(Saved data entries)
^^^^^^^^^^^^^^^^

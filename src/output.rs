//! Persistence of winning feature subsets.

use std::fs;
use std::path::{Path, PathBuf};

use serde::{Deserialize, Serialize};
use thiserror::Error;
use tracing::info;

use crate::manifest::{selected_file_name, SplitSide};
use crate::selection::SelectionResult;
use crate::table::{write_atomic_all, TableError};

const SELECTED_TRAIN_PREFIX: &str = "selected_train_user_";

#[derive(Debug, Error)]
pub enum OutputError {
    #[error("failed to prepare output directory {path}: {source}")]
    OutputDir {
        path: PathBuf,
        #[source]
        source: std::io::Error,
    },
    #[error("failed to encode {path}: {source}")]
    Encode {
        path: PathBuf,
        #[source]
        source: TableError,
    },
    #[error("failed to write {} and {}: {source}", .train.display(), .test.display())]
    Write {
        train: PathBuf,
        test: PathBuf,
        #[source]
        source: TableError,
    },
}

#[derive(Debug, Clone, PartialEq, Eq, Serialize, Deserialize)]
pub struct WrittenSelection {
    pub train: PathBuf,
    pub test: PathBuf,
}

pub trait SelectionOutputWriter {
    fn write(&self, result: &SelectionResult) -> Result<WrittenSelection, OutputError>;
}

/// Writes `selected_{train,test}_user_{uid}_split{n}.csv` restricted to the
/// winning features plus target, uid and label_date.
#[derive(Debug, Clone, PartialEq, Eq)]
pub struct CsvSelectionWriter {
    out_dir: PathBuf,
}

impl CsvSelectionWriter {
    pub fn new(out_dir: impl Into<PathBuf>) -> Result<Self, OutputError> {
        let out_dir = out_dir.into();
        fs::create_dir_all(&out_dir).map_err(|source| OutputError::OutputDir {
            path: out_dir.clone(),
            source,
        })?;
        Ok(Self { out_dir })
    }

    pub fn out_dir(&self) -> &Path {
        &self.out_dir
    }

    /// Counts previously written selection files in the output directory.
    pub fn existing_selection_count(&self) -> Result<usize, OutputError> {
        let entries = fs::read_dir(&self.out_dir).map_err(|source| OutputError::OutputDir {
            path: self.out_dir.clone(),
            source,
        })?;
        Ok(entries
            .filter_map(Result::ok)
            .filter(|entry| {
                entry
                    .file_name()
                    .to_str()
                    .map(|name| name.starts_with(SELECTED_TRAIN_PREFIX) && name.ends_with(".csv"))
                    .unwrap_or(false)
            })
            .count())
    }
}

impl SelectionOutputWriter for CsvSelectionWriter {
    fn write(&self, result: &SelectionResult) -> Result<WrittenSelection, OutputError> {
        let key = &result.record.key;
        let train = self
            .out_dir
            .join(selected_file_name(SplitSide::Train, key));
        let test = self.out_dir.join(selected_file_name(SplitSide::Test, key));

        let train_bytes = result
            .train
            .to_csv_bytes(&result.output_columns)
            .map_err(|source| OutputError::Encode {
                path: train.clone(),
                source,
            })?;
        let test_bytes = result
            .test
            .to_csv_bytes(&result.output_columns)
            .map_err(|source| OutputError::Encode {
                path: test.clone(),
                source,
            })?;

        // Both files land or neither does.
        write_atomic_all(&[
            (train.as_path(), train_bytes.as_slice()),
            (test.as_path(), test_bytes.as_slice()),
        ])
        .map_err(|source| OutputError::Write {
            train: train.clone(),
            test: test.clone(),
            source,
        })?;

        info!(
            component = "output",
            event = "output.selection.written",
            uid = %key.uid,
            split = key.split,
            train_path = %train.display(),
            test_path = %test.display(),
            columns = result.output_columns.len()
        );

        Ok(WrittenSelection { train, test })
    }
}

^^^^^^^^^^^^^^^^

WHAT TO PRODUCE
Reproduce the data shown above exactly.

RESPONSE BELOW
filename src/output.rs
//! Persistence of winning feature subsets.

use std::fs;
use std::path::{Path, PathBuf};

use serde::{Deserialize, Serialize};
use thiserror::Error;
use tracing::info;

use crate::manifest::{selected_file_name, SplitSide};
use crate::selection::SelectionResult;
use crate::table::{write_atomic_all, TableError};

const SELECTED_TRAIN_PREFIX: &str = "selected_train_user_";

#[derive(Debug, Error)]
pub enum OutputError {
    #[error("failed to prepare output directory {path}: {source}")]
    OutputDir {
        path: PathBuf,
        #[source]
        source: std::io::Error,
    },
    #[error("failed to encode {path}: {source}")]
    Encode {
        path: PathBuf,
        #[source]
        source: TableError,
    },
    #[error("failed to write {} and {}: {source}", .train.display(), .test.display())]
    Write {
        train: PathBuf,
        test: PathBuf,
        #[source]
        source: TableError,
    },
}

#[derive(Debug, Clone, PartialEq, Eq, Serialize, Deserialize)]
pub struct WrittenSelection {
    pub train: PathBuf,
    pub test: PathBuf,
}

pub trait SelectionOutputWriter {
    fn write(&self, result: &SelectionResult) -> Result<WrittenSelection, OutputError>;
}

/// Writes `selected_{train,test}_user_{uid}_split{n}.csv` restricted to the
/// winning features plus target, uid and label_date.
#[derive(Debug, Clone, PartialEq, Eq)]
pub struct CsvSelectionWriter {
    out_dir: PathBuf,
}

impl CsvSelectionWriter {
    pub fn new(out_dir: impl Into<PathBuf>) -> Result<Self, OutputError> {
        let out_dir = out_dir.into();
        fs::create_dir_all(&out_dir).map_err(|source| OutputError::OutputDir {
            path: out_dir.clone(),
            source,
        })?;
        Ok(Self { out_dir })
    }

    pub fn out_dir(&self) -> &Path {
        &self.out_dir
    }

    /// Counts previously written selection files in the output directory.
    pub fn existing_selection_count(&self) -> Result<usize, OutputError> {
        let entries = fs::read_dir(&self.out_dir).map_err(|source| OutputError::OutputDir {
            path: self.out_dir.clone(),
            source,
        })?;
        Ok(entries
            .filter_map(Result::ok)
            .filter(|entry| {
                entry
                    .file_name()
                    .to_str()
                    .map(|name| name.starts_with(SELECTED_TRAIN_PREFIX) && name.ends_with(".csv"))
                    .unwrap_or(false)
            })
            .count())
    }
}

impl SelectionOutputWriter for CsvSelectionWriter {
    fn write(&self, result: &SelectionResult) -> Result<WrittenSelection, OutputError> {
        let key = &result.record.key;
        let train = self
            .out_dir
            .join(selected_file_name(SplitSide::Train, key));
        let test = self.out_dir.join(selected_file_name(SplitSide::Test, key));

        let train_bytes = result
            .train
            .to_csv_bytes(&result.output_columns)
            .map_err(|source| OutputError::Encode {
                path: train.clone(),
                source,
            })?;
        let test_bytes = result
            .test
            .to_csv_bytes(&result.output_columns)
            .map_err(|source| OutputError::Encode {
                path: test.clone(),
                source,
            })?;

        // Both files land or neither does.
        write_atomic_all(&[
            (train.as_path(), train_bytes.as_slice()),
            (test.as_path(), test_bytes.as_slice()),
        ])
        .map_err(|source| OutputError::Write {
            train: train.clone(),
            test: test.clone(),
            source,
        })?;

        info!(
            component = "output",
            event = "output.selection.written",
            uid = %key.uid,
            split = key.split,
            train_path = %train.display(),
            test_path = %test.display(),
            columns = result.output_columns.len()
        );

        Ok(WrittenSelection { train, test })
    }
}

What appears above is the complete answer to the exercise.